At the same time, China has developed a parallel system of investigator-initiated trials (IITs), allowing researchers to begin certain clinical studies far more quickly than traditional registration pathways.

Together, these mechanisms have significantly shortened development timelines. Innovative drugs can now progress from initial clinical testing to approval more quickly in China than in either the United States or Europe.

The combination of rapid patient recruitment, accelerated review pathways and investigator-led research has created a development environment that many biotechnology companies increasingly view as globally competitive.

Challenges ahead

Despite its progress, China’s innovative drug sector still faces important challenges.

Basic research spending remains well below US levels, limiting the country’s ability to consistently generate first-in-class scientific breakthroughs. Competition around similar targets also remains intense, creating concerns about duplication of effort.

Global commercialization capabilities remain another weakness. While Chinese companies have become highly successful at licensing assets overseas, relatively few have built extensive international sales networks of their own.

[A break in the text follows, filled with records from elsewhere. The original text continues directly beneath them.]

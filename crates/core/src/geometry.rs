//! Axis-aligned rectangle primitives.
//!
//! All page geometry in this crate uses a top-left origin: y grows
//! downward, so smaller `y0` means closer to the top of the page.
//! Adapters that read from a bottom-left-origin content model convert
//! at the boundary.

/// An axis-aligned rectangle `(x0, y0, x1, y1)` with `x0 <= x1` and
/// `y0 <= y1` by convention. Degenerate or inverted rectangles are
/// tolerated and have zero area, never negative.
#[derive(Clone, Copy, Debug, PartialEq)]
pub struct Rect {
    pub x0: f64,
    pub y0: f64,
    pub x1: f64,
    pub y1: f64,
}

impl Rect {
    pub const fn new(x0: f64, y0: f64, x1: f64, y1: f64) -> Self {
        Self { x0, y0, x1, y1 }
    }

    pub fn width(&self) -> f64 {
        self.x1 - self.x0
    }

    pub fn height(&self) -> f64 {
        self.y1 - self.y0
    }

    /// Area of the rectangle. Inverted extents clamp to zero.
    pub fn area(&self) -> f64 {
        self.width().max(0.0) * self.height().max(0.0)
    }

    /// Area of the overlap between `self` and `other`, zero when the
    /// rectangles are disjoint or touch only at an edge.
    pub fn intersection_area(&self, other: &Rect) -> f64 {
        let ix0 = self.x0.max(other.x0);
        let iy0 = self.y0.max(other.y0);
        let ix1 = self.x1.min(other.x1);
        let iy1 = self.y1.min(other.y1);
        if ix1 <= ix0 || iy1 <= iy0 {
            return 0.0;
        }
        (ix1 - ix0) * (iy1 - iy0)
    }

    /// Fraction of `self`'s area covered by `other`.
    ///
    /// Asymmetric: `a.overlap_fraction(&b)` measures how much of `a`
    /// lies under `b`, not the reverse. Zero-area rectangles yield 0
    /// rather than dividing by zero.
    pub fn overlap_fraction(&self, other: &Rect) -> f64 {
        let area = self.area();
        if area <= 0.0 {
            return 0.0;
        }
        self.intersection_area(other) / area
    }
}
//! User actions that go beyond editing a single field.

use std::path::PathBuf;

use egui::Context;
use qrstudio_business::export;

use crate::state::State;

/// Checks or unchecks "Add logo". Unchecking forgets the chosen file.
pub fn toggle_logo(state: &mut State, enabled: bool) {
    state.style.logo.set_enabled(enabled);
}

/// Opens the logo picker. A cancelled dialog leaves the previous choice.
pub fn choose_logo(state: &mut State) {
    if !state.style.logo.enabled {
        return;
    }
    if let Some(path) = state.file_dialog.pick_logo() {
        set_logo_path(state, path);
    }
}

/// Uses a logo dropped onto the window, enabling the overlay.
pub fn apply_dropped_logo(state: &mut State, ctx: &Context) {
    if let Some(path) = state.drop_handler.dropped_logo(ctx) {
        state.style.logo.enabled = true;
        set_logo_path(state, path);
    }
}

fn set_logo_path(state: &mut State, path: PathBuf) {
    log::info!("Logo set to {}", path.display());
    state.style.logo.path = Some(path);
}

/// Asks for a destination and writes the last generated code there.
///
/// Does nothing before a successful generation or when the dialog is
/// cancelled.
pub fn save_generated(state: &mut State) {
    let Some(qr) = state.generated.as_ref() else {
        log::debug!("Nothing generated yet, ignoring save");
        return;
    };

    let format = state.style.format;
    let Some(path) = state
        .file_dialog
        .pick_save_path(format, state.output_dir.as_deref())
    else {
        log::debug!("Save cancelled");
        return;
    };

    match export::save(qr, &path, format) {
        Ok(saved) => state.show_success(
            "Success",
            format!("QR code saved as:\n{}", saved.display()),
        ),
        Err(e) => state.show_error("Save error", format!("Could not save the file: {e}")),
    }
}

Financing pressures, domestic pricing constraints and geopolitical tensions also create uncertainty. Increased scrutiny of Chinese pharmaceutical companies and healthcare data in overseas markets could complicate future expansion efforts.

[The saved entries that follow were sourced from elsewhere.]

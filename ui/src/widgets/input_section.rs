use egui::{Key, Response, TextEdit, Ui};

use super::section;
use crate::generation::start_generation;
use crate::state::State;

pub const DATA_HINT: &str = "https://example.com or any text";

/// Text or link to encode. Enter starts generation.
pub fn input_section(state: &mut State, ui: &mut Ui) -> Response {
    let mut submit = false;

    let response = section(ui, "Text or link", |ui| {
        ui.horizontal(|ui| {
            let clear_width = 60.0;
            let edit = ui.add(
                TextEdit::singleline(&mut state.style.data)
                    .hint_text(DATA_HINT)
                    .desired_width(ui.available_width() - clear_width),
            );
            if edit.lost_focus() && ui.input(|i| i.key_pressed(Key::Enter)) {
                submit = true;
            }

            if ui
                .add_enabled(!state.style.data.is_empty(), egui::Button::new("Clear"))
                .clicked()
            {
                state.style.data.clear();
            }
        });
    })
    .response;

    if submit && state.message.is_none() {
        start_generation(state, ui.ctx());
    }

    response
}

Finally, regulators face the challenge of maintaining scientific rigor while accelerating approvals. Ensuring that drugs approved through expedited pathways ultimately deliver meaningful clinical benefits will be critical to maintaining international confidence in China’s regulatory system.

From take-off to long-term leadership

China’s rise in innovative medicines is the result of years of investment across research, talent, industrial infrastructure and regulation. The country has already established a complete innovation ecosystem spanning basic research, drug discovery, clinical development and global commercialization. The next stage will depend on whether Chinese companies can continue to strengthen original innovation, build independent commercial capabilities and navigate an increasingly complex international environment.

The answers to those questions will determine whether China’s pharmaceutical industry remains simply a strong challenger or becomes a long-term global leader.